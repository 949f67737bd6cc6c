use std::io;
use std::path::PathBuf;

use thiserror::Error;

/// Fatal errors: the server refuses to start, or stops supervising, when one of these occurs.
#[derive(Error, Debug)]
pub enum ServerError {
    #[error("failed to listen on {addr}: {source}")]
    Bind {
        addr: String,
        #[source]
        source: io::Error,
    },

    #[error("invalid SERVER_STARTER_PORT `{value}`: {reason}")]
    Handoff { value: String, reason: String },

    #[error(transparent)]
    Config(#[from] ConfigError),

    #[error("worker runtime error: {0}")]
    Runtime(#[source] io::Error),

    #[error("failed to fork worker: {0}")]
    Fork(#[source] io::Error),

    #[error("failed to install signal handlers: {0}")]
    Signal(#[source] io::Error),
}

impl ServerError {
    pub(crate) fn bind(addr: impl Into<String>, source: io::Error) -> Self {
        ServerError::Bind { addr: addr.into(), source }
    }

    pub(crate) fn handoff(value: impl Into<String>, reason: impl Into<String>) -> Self {
        ServerError::Handoff { value: value.into(), reason: reason.into() }
    }
}

#[derive(Error, Debug)]
pub enum ConfigError {
    #[error("failed to read {path}: {source}")]
    Read {
        path: PathBuf,
        #[source]
        source: io::Error,
    },

    #[error("failed to parse config: {0}")]
    Parse(#[from] toml::de::Error),

    #[error("max_workers must be at least 1")]
    NoWorkers,

    #[error("timeout must be greater than zero")]
    ZeroTimeout,

    #[error("timeout must be at most {max} seconds, got {value}")]
    TimeoutTooLarge { max: u64, value: u64 },

    #[error("{name} must be a finite, non-negative number of seconds, got {value}")]
    InvalidInterval { name: &'static str, value: f64 },

    #[error("{name} ({min}) is greater than its maximum ({max})")]
    MinAboveMax { name: &'static str, min: u64, max: u64 },
}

※ ※ ※

EXERCISE REQUIREMENTS :: Work through the entries above and report the number of lines that include "must", with nothing else.

TASK SOLUTION :: 4